Freitag, 11. März 2011

Phillip Boa And The Voodooclub, Koblenz, 10.03.11


Konzert: Phillip Boa And The Voodooclub
Ort: Café Hahn, Koblenz
Datum: 10.03.2011
Zuschauer: ein paar hundert (ausverkauft)
Dauer: 105 min


Als ich zuletzt Phillip Boa live gesehen habe, hieß Raider noch Raider und Ostdeutschland DDR, es ist also ein wenig her. Diese Boa-Pause hätte durchaus noch länger dauern können, wäre ich nicht auf gut Glück doch noch zum ausverkauften Café Hahn nach Koblenz gefahren und hätte es versucht. Erst gestern wurde ich wieder an das Konzert erinnert, das ich eigentlich fest eingeplant hatte.

Meine letzte, blasse Live-Erinnerung an Phillip Boa in der Raider-Ära war eher wild. Der Sänger trug Springerstiefel, brüllte ununterbrochen "Phillip Boa ist ein Arschloch" und kickte eine Palette voller Hansa-Pils Dosen ins Loreley Publikum.

Wir trauten uns trotzdem nach ganz vorne, wo erstaunlich viel Platz für ausverkauftes Haus war.

Phillip Boa And The Voodooclub gehört zu den prägenden Bands in der Phase meiner Jugend, in der ich bei meiner heutigen Musik hängenblieb. Das lag natürlich nicht an Boas Bad Boy Image, sondern an dieser herrlich anderen Pop-Musik, an den Duetten mit Pia Lund, an den kaputten Melodien. Wenn man damals die Pixies liebte, liebte man auch Phillip Boa. Und umgekehrt.

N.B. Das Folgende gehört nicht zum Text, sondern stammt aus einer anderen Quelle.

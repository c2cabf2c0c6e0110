// Builds a contraction hierarchy for a graph in the binary vector format.
// Takes the graph directory and optionally a core factor as arguments.
// The directory has to contain first_out, head and travel_time, and may contain duration and node_weights.
// Results are written to the ch subdirectory.

#[macro_use]
extern crate graph_contractor;

use std::{env, error::Error, path::Path};

use graph_contractor::{
    algo::contraction_hierarchy::GraphContractor,
    cli::{parse_core_factor, CliErr},
    datastr::graph::*,
    io::*,
    report::*,
};

struct ContractionInput {
    graph: OwnedGraph,
    durations: Option<Vec<Weight>>,
    node_weights: Option<Vec<Weight>>,
}

impl Reconstruct for ContractionInput {
    fn reconstruct_with(loader: Loader) -> std::io::Result<Self> {
        Ok(ContractionInput {
            graph: OwnedGraph::reconstruct_with(loader)?,
            durations: loader.load_optional("duration")?,
            node_weights: loader.load_optional("node_weights")?,
        })
    }
}

struct ContractionOutput {
    levels: Vec<f32>,
    core: Vec<u8>,
    order: Vec<NodeId>,
    node_weights: Vec<Weight>,
    first_out: Vec<EdgeId>,
    head: Vec<NodeId>,
    weight: Vec<Weight>,
    middle: Vec<NodeId>,
    forward: Vec<u8>,
    backward: Vec<u8>,
}

impl ContractionOutput {
    fn new(contractor: &GraphContractor) -> Self {
        ContractionOutput {
            levels: contractor.node_levels(),
            core: contractor.core_marker().into_iter().map(u8::from).collect(),
            // rank -> node
            order: contractor.contraction_order().order().to_vec(),
            node_weights: contractor.node_weights(),
            first_out: Vec::new(),
            head: Vec::new(),
            weight: Vec::new(),
            middle: Vec::new(),
            forward: Vec::new(),
            backward: Vec::new(),
        }
    }

    fn add_graph(&mut self, graph: &ContractorGraph) {
        self.first_out = degrees_to_first_out((0..graph.num_nodes() as NodeId).map(|node| graph.adjacent_edges(node).len() as EdgeId)).collect();
        for edge in graph.edges() {
            self.head.push(edge.target);
            self.weight.push(edge.data.weight);
            self.middle.push(edge.data.via_node().unwrap_or(u32::MAX));
            self.forward.push(edge.data.forward as u8);
            self.backward.push(edge.data.backward as u8);
        }
    }
}

impl Deconstruct for ContractionOutput {
    fn store_each(&self, store: &dyn Fn(&str, &dyn Store) -> std::io::Result<()>) -> std::io::Result<()> {
        store("levels", &self.levels)?;
        store("core", &self.core)?;
        store("order", &self.order)?;
        store("node_weights", &self.node_weights)?;
        store("first_out", &self.first_out)?;
        store("head", &self.head)?;
        store("weight", &self.weight)?;
        store("middle", &self.middle)?;
        store("forward", &self.forward)?;
        store("backward", &self.backward)?;
        Ok(())
    }
}

fn main() -> Result<(), Box<dyn Error>> {
    let _reporter = enable_reporting("ch_contraction");
    let mut args = env::args().skip(1);
    let arg = args.next().ok_or(CliErr("No directory arg given"))?;
    let path = Path::new(&arg);
    let core_factor = parse_core_factor(args.next())?;

    let input = ContractionInput::reconstruct_from(&path)?;
    let mut graph = report_time_with_key("building contractor graph", "graph_build_running_time_ms", || {
        ContractorGraph::from_first_out_graph(&input.graph, input.durations.as_deref())
    });

    let mut output = {
        let mut contractor = GraphContractor::with_node_data(&mut graph, Vec::new(), input.node_weights.unwrap_or_default());
        report_time("contraction", || contractor.run(core_factor));
        ContractionOutput::new(&contractor)
    };
    output.add_graph(&graph);
    report!("num_ch_edges", output.head.len());

    output.deconstruct_to(&path.join("ch"))?;

    Ok(())
}

#[cfg(test)]
mod tests {
    use super::*;

    #[test]
    fn order_lists_nodes_by_rank() {
        let edge = |source, target| InputEdge {
            source,
            target,
            weight: 1,
            duration: 1,
            forward: true,
            backward: true,
            id: 0,
        };
        let mut graph = ContractorGraph::from_input_edges(4, vec![edge(0, 1), edge(1, 2), edge(2, 3)]);

        let mut output = {
            let mut contractor = GraphContractor::with_node_data(&mut graph, vec![3.0, 0.0, 1.0, 2.0], Vec::new());
            contractor.run(1.0);
            ContractionOutput::new(&contractor)
        };
        output.add_graph(&graph);

        assert_eq!(output.order, vec![1, 2, 3, 0]);
        assert_eq!(output.levels, vec![3.0, 0.0, 1.0, 2.0]);
        assert_eq!(output.core, vec![0; 4]);
        // every node keeps the edges it had when it was contracted, 0 was contracted last
        assert_eq!(output.first_out, vec![0, 0, 2, 4, 5]);
        assert_eq!(output.head, vec![0, 2, 3, 0, 0]);
        assert_eq!(output.middle, vec![u32::MAX, u32::MAX, u32::MAX, 1, 2]);
        assert_eq!(output.weight, vec![1, 1, 1, 2, 3]);
        assert!(output.forward.iter().chain(output.backward.iter()).all(|&flag| flag == 1));
    }
}
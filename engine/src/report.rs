//! Utilities for structured reporting of contraction runs.
//!
//! Reporting is off until `enable_reporting` is called, then every `report!` call
//! adds a value to a JSON object which is printed to stdout when the returned guard is dropped.
//! Nested objects and collections are created through RAII context guards,
//! so the structure of the output follows the structure of the code.
//!
//! The reporter is thread local. Values reported from rayon worker threads are lost,
//! only report from the thread driving the contraction.

use crate::built_info;
use serde_json::{Map, Value};
use std::{cell::RefCell, mem::swap};

pub use serde_json::json;

#[derive(Debug)]
enum ContextStackItem {
    Key(String),
    Collection(Vec<Value>),
    Object(Map<String, Value>),
}

#[derive(Debug)]
enum CurrentReportingContext {
    Collection(Vec<Value>),
    Object(Map<String, Value>),
}

#[derive(Debug)]
pub struct Reporter {
    current: CurrentReportingContext,
    context_stack: Vec<ContextStackItem>,
}

impl Default for Reporter {
    fn default() -> Self {
        Reporter {
            current: CurrentReportingContext::Object(Map::new()),
            context_stack: Vec::new(),
        }
    }
}

impl Reporter {
    // Move the current object on the stack and continue with a fresh context under `key`.
    fn open_under_key(&mut self, key: String, fresh: CurrentReportingContext) {
        match &mut self.current {
            CurrentReportingContext::Object(object) => {
                let parent = std::mem::take(object);
                self.context_stack.push(ContextStackItem::Object(parent));
                self.context_stack.push(ContextStackItem::Key(key));
                self.current = fresh;
            }
            CurrentReportingContext::Collection(_) => {
                panic!("Cannot create context at key in collection");
            }
        }
    }

    fn create_collection_item(&mut self) {
        match &mut self.current {
            CurrentReportingContext::Object(_) => {
                panic!("Cannot create collection item in object");
            }
            CurrentReportingContext::Collection(collection) => {
                let items = std::mem::take(collection);
                self.context_stack.push(ContextStackItem::Collection(items));
                self.current = CurrentReportingContext::Object(Map::new());
            }
        }
    }

    fn report(&mut self, key: String, val: Value) {
        match &mut self.current {
            CurrentReportingContext::Object(object) => {
                let prev = object.insert(key, val);
                if !cfg!(feature = "report-allow-override") {
                    assert!(prev.is_none());
                }
            }
            CurrentReportingContext::Collection(_) => {
                panic!("Cannot report value on collection");
            }
        }
    }

    fn pop_context(&mut self) {
        let mut finished = CurrentReportingContext::Object(Map::new());
        swap(&mut self.current, &mut finished);
        let finished = match finished {
            CurrentReportingContext::Object(object) => Value::Object(object),
            CurrentReportingContext::Collection(collection) => Value::Array(collection),
        };

        match self.context_stack.pop().expect("tried to pop from empty context") {
            ContextStackItem::Key(key) => match self.context_stack.pop() {
                Some(ContextStackItem::Object(mut object)) => {
                    let prev = object.insert(key, finished);
                    assert_eq!(prev, None);
                    self.current = CurrentReportingContext::Object(object);
                }
                _ => panic!("Inconsistent context stack"),
            },
            ContextStackItem::Collection(mut collection) => {
                assert!(finished.is_object(), "Cannot insert collection into collection");
                collection.push(finished);
                self.current = CurrentReportingContext::Collection(collection);
            }
            ContextStackItem::Object(_) => panic!("Inconsistent context stack"),
        }
    }
}

thread_local! {
    static REPORTER: RefCell<Option<Reporter>> = const { RefCell::new(None) };
}

#[must_use]
pub struct ContextGuard(());

impl Drop for ContextGuard {
    fn drop(&mut self) {
        REPORTER.with(|reporter| reporter.borrow_mut().as_mut().map(Reporter::pop_context));
    }
}

/// Report all following values into a nested object under `key` until the guard is dropped.
pub fn push_context(key: String) -> ContextGuard {
    REPORTER.with(|reporter| {
        reporter
            .borrow_mut()
            .as_mut()
            .map(|r| r.open_under_key(key, CurrentReportingContext::Object(Map::new())))
    });
    ContextGuard(())
}

#[must_use]
pub struct CollectionContextGuard(());

impl Drop for CollectionContextGuard {
    fn drop(&mut self) {
        REPORTER.with(|reporter| reporter.borrow_mut().as_mut().map(Reporter::pop_context));
    }
}

/// Create an array under `key`. Items are added with `push_collection_item`.
pub fn push_collection_context(key: String) -> CollectionContextGuard {
    REPORTER.with(|reporter| {
        reporter
            .borrow_mut()
            .as_mut()
            .map(|r| r.open_under_key(key, CurrentReportingContext::Collection(Vec::new())))
    });
    CollectionContextGuard(())
}

impl CollectionContextGuard {
    pub fn push_collection_item(&mut self) -> CollectionItemContextGuard {
        REPORTER.with(|reporter| reporter.borrow_mut().as_mut().map(Reporter::create_collection_item));
        CollectionItemContextGuard(self)
    }
}

#[must_use]
pub struct CollectionItemContextGuard<'a>(&'a CollectionContextGuard);

impl<'a> Drop for CollectionItemContextGuard<'a> {
    fn drop(&mut self) {
        REPORTER.with(|reporter| reporter.borrow_mut().as_mut().map(Reporter::pop_context));
    }
}

pub fn report(key: String, val: Value) {
    if cfg!(feature = "report-to-stderr") {
        eprintln!("{}: {}", key, val);
    }
    report_silent(key, val)
}

pub fn report_silent(key: String, val: Value) {
    REPORTER.with(|reporter| reporter.borrow_mut().as_mut().map(|r| r.report(key, val)));
}

#[must_use]
pub struct ReportingGuard(());

impl Drop for ReportingGuard {
    fn drop(&mut self) {
        REPORTER.with(|reporter| {
            if let Some(r) = reporter.borrow_mut().take() {
                assert!(r.context_stack.is_empty());
                if let CurrentReportingContext::Object(object) = r.current {
                    println!("{}", Value::Object(object));
                } else {
                    panic!("broken root object for reporting");
                }
            };
        });
    }
}

#[macro_export]
macro_rules! report {
    ($k:expr, $($json:tt)+) => { $crate::report::report($k.to_string(), $crate::report::json!($($json)+)) };
}

#[macro_export]
macro_rules! report_silent {
    ($k:expr, $($json:tt)+) => { $crate::report::report_silent($k.to_string(), $crate::report::json!($($json)+)) };
}

/// Start collecting reported values on this thread.
/// Everything will be printed as a single JSON object once the guard is dropped.
pub fn enable_reporting(program: &str) -> ReportingGuard {
    REPORTER.with(|reporter| reporter.replace(Some(Reporter::default())));

    report!("program", program);
    report!("version", built_info::PKG_VERSION);
    report!("build_target", built_info::TARGET);
    report!("build_profile", built_info::PROFILE);
    report!("feature_flags", built_info::FEATURES_STR);
    report!("build_with_rustc", built_info::RUSTC_VERSION);
    report!("num_threads", rayon::current_num_threads());

    if let Ok(hostname) = std::process::Command::new("hostname").output() {
        report!("hostname", String::from_utf8_lossy(&hostname.stdout).trim());
    }

    let start_time = time::OffsetDateTime::now_utc()
        .format(&time::format_description::well_known::Rfc2822)
        .unwrap_or_default();
    report!("start_time", start_time);
    report!("args", std::env::args().collect::<Vec<String>>());

    ReportingGuard(())
}

#[cfg(test)]
fn take_report() -> Option<Value> {
    REPORTER.with(|reporter| {
        reporter.borrow_mut().take().map(|r| match r.current {
            CurrentReportingContext::Object(object) => Value::Object(object),
            CurrentReportingContext::Collection(collection) => Value::Array(collection),
        })
    })
}

pub mod benchmark;
pub use benchmark::*;
//! Session management and the operation layer.
//!
//! Every command the outer CLI surface exposes maps to one function in
//! [`ops`]: the function receives the explicit actor resolved from the
//! session, runs the permission guards, and performs the domain mutation
//! inside a single transaction. Nothing in here reads ambient session
//! state; only the outermost entry point touches the session file.

pub mod auth;
pub mod config;
pub mod error;
pub mod ops;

Als die beiden Alben erschienen, die auf der heute beginnenden Tour komplett gespielt wurden, war meine große Phillip Boa Phase bereits wieder vorbei. Die früheren Platten waren immer präsenter, dennoch sind Helios und Boaphenia großartig und ein Livevortrag natürlich sinnvoll.

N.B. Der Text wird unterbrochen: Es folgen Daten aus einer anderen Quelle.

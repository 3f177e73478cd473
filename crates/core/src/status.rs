//! Computed temporal status for events.
//!
//! An event's status is purely a function of the current time versus its
//! stored interval; it is never persisted.

use chrono::NaiveDateTime;

use crate::error::CoreError;
use crate::types::Timestamp;

/// Textual format event dates are entered in, e.g. `2026-10-15 09:00`.
pub const EVENT_DATE_FORMAT: &str = "%Y-%m-%d %H:%M";

/// Derived temporal state of an event.
#[derive(Debug, Clone, Copy, PartialEq, Eq, serde::Serialize, serde::Deserialize)]
#[serde(rename_all = "lowercase")]
pub enum EventStatus {
    /// `end_at < now`
    Past,
    /// `start_at <= now <= end_at`
    Ongoing,
    /// `start_at > now`
    Upcoming,
}

impl EventStatus {
    pub fn as_str(&self) -> &'static str {
        match self {
            EventStatus::Past => "past",
            EventStatus::Ongoing => "ongoing",
            EventStatus::Upcoming => "upcoming",
        }
    }
}

/// Compute the status of the interval `[start_at, end_at]` at `now`.
pub fn status_at(start_at: Timestamp, end_at: Timestamp, now: Timestamp) -> EventStatus {
    if end_at < now {
        EventStatus::Past
    } else if start_at <= now {
        EventStatus::Ongoing
    } else {
        EventStatus::Upcoming
    }
}

/// Parse an event date from the fixed [`EVENT_DATE_FORMAT`], as UTC.
pub fn parse_event_date(input: &str) -> Result<Timestamp, CoreError> {
    NaiveDateTime::parse_from_str(input.trim(), EVENT_DATE_FORMAT)
        .map(|naive| naive.and_utc())
        .map_err(|_| {
            CoreError::Validation(format!(
                "Invalid date '{input}'. Use the format YYYY-MM-DD HH:MM"
            ))
        })
}

/// Validate that an event interval is well-formed (`end_at > start_at`).
pub fn validate_interval(start_at: Timestamp, end_at: Timestamp) -> Result<(), CoreError> {
    if end_at <= start_at {
        return Err(CoreError::Validation(
            "The end date must be after the start date".into(),
        ));
    }
    Ok(())
}

/// Duration of the interval in hours.
pub fn duration_hours(start_at: Timestamp, end_at: Timestamp) -> f64 {
    (end_at - start_at).num_seconds() as f64 / 3600.0
}

#[cfg(test)]
mod tests {
    use super::*;
    use chrono::{Duration, Utc};

    #[test]
    fn test_status_past_ongoing_upcoming() {
        let now = Utc::now();
        let hour = Duration::hours(1);

        assert_eq!(status_at(now - hour * 3, now - hour, now), EventStatus::Past);
        assert_eq!(status_at(now - hour, now + hour, now), EventStatus::Ongoing);
        assert_eq!(status_at(now + hour, now + hour * 2, now), EventStatus::Upcoming);
    }

    #[test]
    fn test_status_boundaries_are_inclusive() {
        let now = Utc::now();
        let later = now + Duration::hours(2);

        // now == start_at: ongoing.
        assert_eq!(status_at(now, later, now), EventStatus::Ongoing);
        // now == end_at: still ongoing, becomes past only strictly after.
        assert_eq!(status_at(now - Duration::hours(2), now, now), EventStatus::Ongoing);
    }

    #[test]
    fn test_parse_event_date_accepts_fixed_format() {
        let ts = parse_event_date("2026-10-15 09:30").expect("valid date must parse");
        assert_eq!(ts.to_rfc3339(), "2026-10-15T09:30:00+00:00");
    }

    #[test]
    fn test_parse_event_date_rejects_other_formats() {
        for bad in ["2026/10/15 09:30", "2026-10-15", "15-10-2026 09:30", "garbage"] {
            let result = parse_event_date(bad);
            assert!(result.is_err(), "'{bad}' should be rejected");
            assert_eq!(result.unwrap_err().kind(), "VALIDATION_ERROR");
        }
    }

    #[test]
    fn test_interval_end_must_be_after_start() {
        let now = Utc::now();
        assert!(validate_interval(now, now + Duration::minutes(1)).is_ok());
        assert!(validate_interval(now, now).is_err());
        assert!(validate_interval(now, now - Duration::minutes(1)).is_err());
    }

    #[test]
    fn test_duration_hours() {
        let now = Utc::now();
        let dur = duration_hours(now, now + Duration::minutes(90));
        assert!((dur - 1.5).abs() < f64::EPSILON);
    }
}
//! The operation layer: one module per command group.
//!
//! Every operation follows the same shape: resolve the explicit actor,
//! run the permission guards, validate input, then mutate through the
//! repositories inside one transactional scope. Failures short-circuit
//! before any write; no operation leaves a partial mutation visible.

pub mod clients;
pub mod contracts;
pub mod events;
pub mod users;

In den letzten Jahren ist es hip geworden, wichtige Alben an Konzertabenden komplett zu spielen. Das hat meist viel Charme, birgt aber auch Risiken. Wenn die Band wirklich streng chronologisch vorgeht, müssen auch die nicht so prickelnden Stücke gespielt werden; die Reihenfolge orientiert sich nicht an den Standardregeln der Konzertdramaturgie, unter Umständen werden die Hits gleich am Anfang verbraten, wenn dies eben auf Platte so ist. Ich habe bisher die Lemonheads, die Pixies, die Charlatans, The Wedding Present und Locas In Love mit solchen Programmen gesehen, bis auf die Charlatans hatten die Bands ihre Hitplatten 1:1 umgesetzt. Heute war das anders, es begann nicht mit dem Hit And then she kissed me sondern mit Utopia von Boaphenia, bevor die Lieder von Helios (von 1991) gespielt wurden.

Der Anfang war schleppend und schlecht, weil die Stimmen von Phillip Boa und vor allem Pia Lund leise und schwach klangen, es fehlte jeder Druck. Beim zweiten Lied besserte sich das aber, danach hatte ich am Klang des Konzert nichts zu bemängeln.

Live bestehen Phillip Boa And The Voodooclub zur Zeit aus sechs Musikern. Neben den beiden Sängern gehörten ein Bassist, ein Gitarrist, ein Schlagzeuger und ein Keyboarder, der an einem zweiten Schlagzeug saß und wechselnde Aufgaben hatte.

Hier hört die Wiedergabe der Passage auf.